# What you will do
In the records that follow, find the line with "pack_rgb(self.color)"; from there, retype every line exactly through the line with "let score = score.clamp(0.0, 1.0);", which also belongs to the answer.

# Data for review
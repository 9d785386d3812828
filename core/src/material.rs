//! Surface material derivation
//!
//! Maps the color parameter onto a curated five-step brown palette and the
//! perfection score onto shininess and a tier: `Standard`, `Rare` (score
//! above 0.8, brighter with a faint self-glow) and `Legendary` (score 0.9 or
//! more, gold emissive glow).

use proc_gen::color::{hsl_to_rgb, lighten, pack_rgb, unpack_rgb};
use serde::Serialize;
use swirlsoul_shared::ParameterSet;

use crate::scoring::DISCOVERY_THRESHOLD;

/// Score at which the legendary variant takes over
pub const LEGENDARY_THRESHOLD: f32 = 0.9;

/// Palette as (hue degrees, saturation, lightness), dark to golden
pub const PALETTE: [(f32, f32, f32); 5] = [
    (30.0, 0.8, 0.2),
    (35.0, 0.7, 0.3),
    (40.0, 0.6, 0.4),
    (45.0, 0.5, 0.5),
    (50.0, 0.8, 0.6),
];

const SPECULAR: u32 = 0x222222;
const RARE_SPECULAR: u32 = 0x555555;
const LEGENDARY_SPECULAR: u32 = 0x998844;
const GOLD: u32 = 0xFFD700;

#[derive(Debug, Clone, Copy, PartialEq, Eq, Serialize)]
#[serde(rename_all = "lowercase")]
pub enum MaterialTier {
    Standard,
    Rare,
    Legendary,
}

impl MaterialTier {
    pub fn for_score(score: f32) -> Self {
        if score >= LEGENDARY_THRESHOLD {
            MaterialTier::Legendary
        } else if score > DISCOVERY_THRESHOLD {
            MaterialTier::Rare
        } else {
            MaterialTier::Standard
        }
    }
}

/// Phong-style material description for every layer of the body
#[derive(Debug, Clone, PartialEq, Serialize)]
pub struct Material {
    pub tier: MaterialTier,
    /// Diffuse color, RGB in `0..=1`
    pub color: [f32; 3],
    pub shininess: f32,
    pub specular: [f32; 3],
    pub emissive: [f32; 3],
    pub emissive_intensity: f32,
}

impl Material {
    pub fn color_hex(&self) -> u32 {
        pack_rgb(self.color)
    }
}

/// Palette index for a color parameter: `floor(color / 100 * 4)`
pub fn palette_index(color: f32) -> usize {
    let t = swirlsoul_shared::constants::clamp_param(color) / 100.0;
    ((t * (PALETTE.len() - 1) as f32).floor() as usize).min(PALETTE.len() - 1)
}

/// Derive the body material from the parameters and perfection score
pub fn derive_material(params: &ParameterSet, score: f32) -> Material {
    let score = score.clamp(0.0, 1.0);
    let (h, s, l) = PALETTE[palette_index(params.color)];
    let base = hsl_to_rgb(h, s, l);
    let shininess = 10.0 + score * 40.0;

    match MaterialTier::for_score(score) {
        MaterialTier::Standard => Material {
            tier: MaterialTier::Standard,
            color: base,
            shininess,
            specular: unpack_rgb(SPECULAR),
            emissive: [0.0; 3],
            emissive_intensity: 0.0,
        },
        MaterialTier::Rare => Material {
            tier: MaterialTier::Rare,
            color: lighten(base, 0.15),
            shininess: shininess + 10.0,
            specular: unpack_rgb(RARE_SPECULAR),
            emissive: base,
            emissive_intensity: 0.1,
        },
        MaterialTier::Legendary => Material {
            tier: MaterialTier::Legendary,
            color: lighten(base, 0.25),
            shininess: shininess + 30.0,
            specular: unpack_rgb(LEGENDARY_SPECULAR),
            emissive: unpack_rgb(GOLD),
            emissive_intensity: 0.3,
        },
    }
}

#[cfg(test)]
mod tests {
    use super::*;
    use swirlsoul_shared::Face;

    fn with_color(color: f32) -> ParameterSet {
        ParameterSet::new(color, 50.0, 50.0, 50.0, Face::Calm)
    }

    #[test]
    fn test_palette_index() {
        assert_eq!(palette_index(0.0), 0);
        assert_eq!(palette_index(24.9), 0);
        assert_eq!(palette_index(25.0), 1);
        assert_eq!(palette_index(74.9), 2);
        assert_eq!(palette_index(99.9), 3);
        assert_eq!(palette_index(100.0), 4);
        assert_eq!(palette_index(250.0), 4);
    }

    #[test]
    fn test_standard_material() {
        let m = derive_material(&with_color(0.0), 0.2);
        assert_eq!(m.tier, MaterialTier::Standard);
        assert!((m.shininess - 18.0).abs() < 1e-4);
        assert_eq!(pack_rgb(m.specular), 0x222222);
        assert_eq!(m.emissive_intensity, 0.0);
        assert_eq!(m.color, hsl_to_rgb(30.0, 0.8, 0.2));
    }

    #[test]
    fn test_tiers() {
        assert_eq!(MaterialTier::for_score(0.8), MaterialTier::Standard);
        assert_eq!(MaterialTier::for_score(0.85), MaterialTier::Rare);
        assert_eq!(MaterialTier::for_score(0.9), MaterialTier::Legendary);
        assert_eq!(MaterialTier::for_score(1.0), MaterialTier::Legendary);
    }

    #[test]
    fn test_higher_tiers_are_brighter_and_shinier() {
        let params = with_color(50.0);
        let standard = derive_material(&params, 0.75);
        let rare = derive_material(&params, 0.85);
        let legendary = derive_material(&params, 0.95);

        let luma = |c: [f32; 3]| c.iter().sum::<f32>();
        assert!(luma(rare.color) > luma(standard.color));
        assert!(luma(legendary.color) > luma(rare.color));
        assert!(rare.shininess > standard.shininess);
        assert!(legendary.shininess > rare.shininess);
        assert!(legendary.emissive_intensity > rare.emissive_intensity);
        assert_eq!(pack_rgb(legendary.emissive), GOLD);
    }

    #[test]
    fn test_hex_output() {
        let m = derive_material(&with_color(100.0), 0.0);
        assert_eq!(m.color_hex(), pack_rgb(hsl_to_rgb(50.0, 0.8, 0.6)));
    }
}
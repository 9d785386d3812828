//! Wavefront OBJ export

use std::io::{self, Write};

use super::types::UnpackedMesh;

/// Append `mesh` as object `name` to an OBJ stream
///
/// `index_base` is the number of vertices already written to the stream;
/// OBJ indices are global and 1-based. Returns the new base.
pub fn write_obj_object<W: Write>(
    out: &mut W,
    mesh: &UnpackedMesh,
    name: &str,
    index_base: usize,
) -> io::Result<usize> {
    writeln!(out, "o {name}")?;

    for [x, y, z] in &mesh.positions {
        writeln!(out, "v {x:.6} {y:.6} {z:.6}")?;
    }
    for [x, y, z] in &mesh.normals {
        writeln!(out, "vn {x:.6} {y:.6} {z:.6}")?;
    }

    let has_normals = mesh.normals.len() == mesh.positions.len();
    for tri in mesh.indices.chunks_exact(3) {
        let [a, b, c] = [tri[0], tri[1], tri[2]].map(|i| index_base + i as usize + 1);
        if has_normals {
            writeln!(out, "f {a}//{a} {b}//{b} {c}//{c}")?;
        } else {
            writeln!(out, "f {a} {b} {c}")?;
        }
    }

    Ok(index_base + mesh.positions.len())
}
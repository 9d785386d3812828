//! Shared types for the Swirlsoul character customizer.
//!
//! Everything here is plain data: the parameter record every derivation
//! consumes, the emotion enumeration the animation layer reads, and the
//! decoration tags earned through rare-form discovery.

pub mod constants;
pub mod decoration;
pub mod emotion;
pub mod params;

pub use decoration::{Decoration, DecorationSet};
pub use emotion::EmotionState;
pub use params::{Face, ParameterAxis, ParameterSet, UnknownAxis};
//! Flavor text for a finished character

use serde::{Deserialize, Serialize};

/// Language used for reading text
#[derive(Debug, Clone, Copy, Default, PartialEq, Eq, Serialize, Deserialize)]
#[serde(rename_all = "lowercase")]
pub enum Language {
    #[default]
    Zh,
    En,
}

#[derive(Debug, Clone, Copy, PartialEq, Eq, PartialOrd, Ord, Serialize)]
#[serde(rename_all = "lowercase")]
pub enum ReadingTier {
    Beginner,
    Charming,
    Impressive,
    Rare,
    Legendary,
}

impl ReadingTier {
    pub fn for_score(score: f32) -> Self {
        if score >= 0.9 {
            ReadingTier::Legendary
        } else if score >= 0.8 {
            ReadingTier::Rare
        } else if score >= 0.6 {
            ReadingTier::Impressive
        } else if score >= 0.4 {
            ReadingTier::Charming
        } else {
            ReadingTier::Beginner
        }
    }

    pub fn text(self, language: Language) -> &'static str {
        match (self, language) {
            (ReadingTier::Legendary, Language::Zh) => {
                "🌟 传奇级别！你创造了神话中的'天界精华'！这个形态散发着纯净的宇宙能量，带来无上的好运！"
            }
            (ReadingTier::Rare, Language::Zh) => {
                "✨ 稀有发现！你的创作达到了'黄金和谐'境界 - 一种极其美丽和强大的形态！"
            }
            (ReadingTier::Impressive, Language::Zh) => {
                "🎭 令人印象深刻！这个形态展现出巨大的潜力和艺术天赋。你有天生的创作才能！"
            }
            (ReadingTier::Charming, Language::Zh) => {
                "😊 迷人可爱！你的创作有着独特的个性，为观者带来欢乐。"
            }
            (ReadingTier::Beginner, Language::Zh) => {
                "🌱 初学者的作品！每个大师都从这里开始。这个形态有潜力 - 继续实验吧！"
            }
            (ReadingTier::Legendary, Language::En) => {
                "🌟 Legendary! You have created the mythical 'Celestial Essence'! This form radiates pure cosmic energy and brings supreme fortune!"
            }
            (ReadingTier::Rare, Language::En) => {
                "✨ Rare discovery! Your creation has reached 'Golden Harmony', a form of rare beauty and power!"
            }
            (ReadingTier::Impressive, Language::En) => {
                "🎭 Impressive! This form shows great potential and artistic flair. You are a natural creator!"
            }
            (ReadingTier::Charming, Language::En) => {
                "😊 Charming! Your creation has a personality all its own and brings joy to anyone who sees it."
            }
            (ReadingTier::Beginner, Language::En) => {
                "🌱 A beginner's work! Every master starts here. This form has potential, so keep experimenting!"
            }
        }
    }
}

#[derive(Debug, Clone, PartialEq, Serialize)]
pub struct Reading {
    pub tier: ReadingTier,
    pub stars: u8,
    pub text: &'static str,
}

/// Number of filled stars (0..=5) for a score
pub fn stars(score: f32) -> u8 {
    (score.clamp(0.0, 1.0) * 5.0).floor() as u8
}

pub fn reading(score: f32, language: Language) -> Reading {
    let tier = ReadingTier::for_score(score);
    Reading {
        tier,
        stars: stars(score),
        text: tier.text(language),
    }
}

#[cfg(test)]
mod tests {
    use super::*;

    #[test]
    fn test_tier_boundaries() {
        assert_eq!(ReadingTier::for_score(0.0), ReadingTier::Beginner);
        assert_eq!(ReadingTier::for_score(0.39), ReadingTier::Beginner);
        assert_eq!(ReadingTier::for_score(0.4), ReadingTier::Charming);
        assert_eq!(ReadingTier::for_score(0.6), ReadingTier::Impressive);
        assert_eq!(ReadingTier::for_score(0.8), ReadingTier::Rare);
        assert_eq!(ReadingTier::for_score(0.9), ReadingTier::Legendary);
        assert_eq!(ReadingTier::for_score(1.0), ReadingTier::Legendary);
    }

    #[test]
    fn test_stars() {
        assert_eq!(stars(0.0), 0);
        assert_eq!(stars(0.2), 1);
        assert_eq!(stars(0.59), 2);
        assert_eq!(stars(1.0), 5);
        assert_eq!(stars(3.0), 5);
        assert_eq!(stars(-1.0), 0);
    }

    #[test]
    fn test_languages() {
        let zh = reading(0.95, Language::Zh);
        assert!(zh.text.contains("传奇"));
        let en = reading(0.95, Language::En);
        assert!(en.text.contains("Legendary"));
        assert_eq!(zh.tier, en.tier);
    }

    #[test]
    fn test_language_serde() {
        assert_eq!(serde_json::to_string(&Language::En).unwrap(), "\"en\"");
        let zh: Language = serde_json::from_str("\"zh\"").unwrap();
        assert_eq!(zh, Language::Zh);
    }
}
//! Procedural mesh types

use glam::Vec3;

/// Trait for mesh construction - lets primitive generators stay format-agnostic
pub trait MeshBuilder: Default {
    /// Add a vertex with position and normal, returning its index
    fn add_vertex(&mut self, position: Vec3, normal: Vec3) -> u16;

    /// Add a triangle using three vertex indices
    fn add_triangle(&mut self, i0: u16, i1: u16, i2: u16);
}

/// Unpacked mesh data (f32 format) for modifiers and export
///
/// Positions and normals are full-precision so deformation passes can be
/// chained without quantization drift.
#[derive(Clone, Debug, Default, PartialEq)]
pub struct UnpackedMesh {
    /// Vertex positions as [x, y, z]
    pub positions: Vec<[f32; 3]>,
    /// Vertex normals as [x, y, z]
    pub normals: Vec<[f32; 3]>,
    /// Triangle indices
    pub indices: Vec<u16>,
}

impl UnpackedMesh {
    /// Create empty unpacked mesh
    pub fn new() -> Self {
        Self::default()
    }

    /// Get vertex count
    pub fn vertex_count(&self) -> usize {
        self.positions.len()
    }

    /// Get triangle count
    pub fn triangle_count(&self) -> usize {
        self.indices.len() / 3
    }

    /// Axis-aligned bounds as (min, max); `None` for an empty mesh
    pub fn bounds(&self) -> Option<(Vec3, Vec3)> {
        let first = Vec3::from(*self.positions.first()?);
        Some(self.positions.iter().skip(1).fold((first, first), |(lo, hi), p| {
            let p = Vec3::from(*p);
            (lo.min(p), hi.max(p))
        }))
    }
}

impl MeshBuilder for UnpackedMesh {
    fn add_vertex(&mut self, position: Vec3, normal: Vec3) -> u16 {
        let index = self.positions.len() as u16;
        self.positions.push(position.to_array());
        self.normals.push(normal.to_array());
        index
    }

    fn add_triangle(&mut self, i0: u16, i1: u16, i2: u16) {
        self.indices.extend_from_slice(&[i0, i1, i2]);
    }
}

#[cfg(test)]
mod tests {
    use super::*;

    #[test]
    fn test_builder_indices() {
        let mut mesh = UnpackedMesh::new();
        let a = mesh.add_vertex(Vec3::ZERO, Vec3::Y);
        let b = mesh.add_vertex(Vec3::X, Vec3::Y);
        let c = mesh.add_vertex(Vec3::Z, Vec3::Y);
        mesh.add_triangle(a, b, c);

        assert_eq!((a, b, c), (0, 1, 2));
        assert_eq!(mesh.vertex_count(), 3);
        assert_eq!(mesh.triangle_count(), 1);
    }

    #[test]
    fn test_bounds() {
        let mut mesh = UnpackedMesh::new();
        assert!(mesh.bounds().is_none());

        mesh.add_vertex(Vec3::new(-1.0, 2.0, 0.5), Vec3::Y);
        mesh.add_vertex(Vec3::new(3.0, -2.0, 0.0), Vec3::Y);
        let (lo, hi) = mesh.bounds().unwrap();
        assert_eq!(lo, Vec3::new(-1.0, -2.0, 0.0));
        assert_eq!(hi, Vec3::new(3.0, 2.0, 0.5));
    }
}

# Task output
        pack_rgb(self.color)
    }
}

/// Palette index for a color parameter: `floor(color / 100 * 4)`
pub fn palette_index(color: f32) -> usize {
    let t = swirlsoul_shared::constants::clamp_param(color) / 100.0;
    ((t * (PALETTE.len() - 1) as f32).floor() as usize).min(PALETTE.len() - 1)
}

/// Derive the body material from the parameters and perfection score
pub fn derive_material(params: &ParameterSet, score: f32) -> Material {
    let score = score.clamp(0.0, 1.0);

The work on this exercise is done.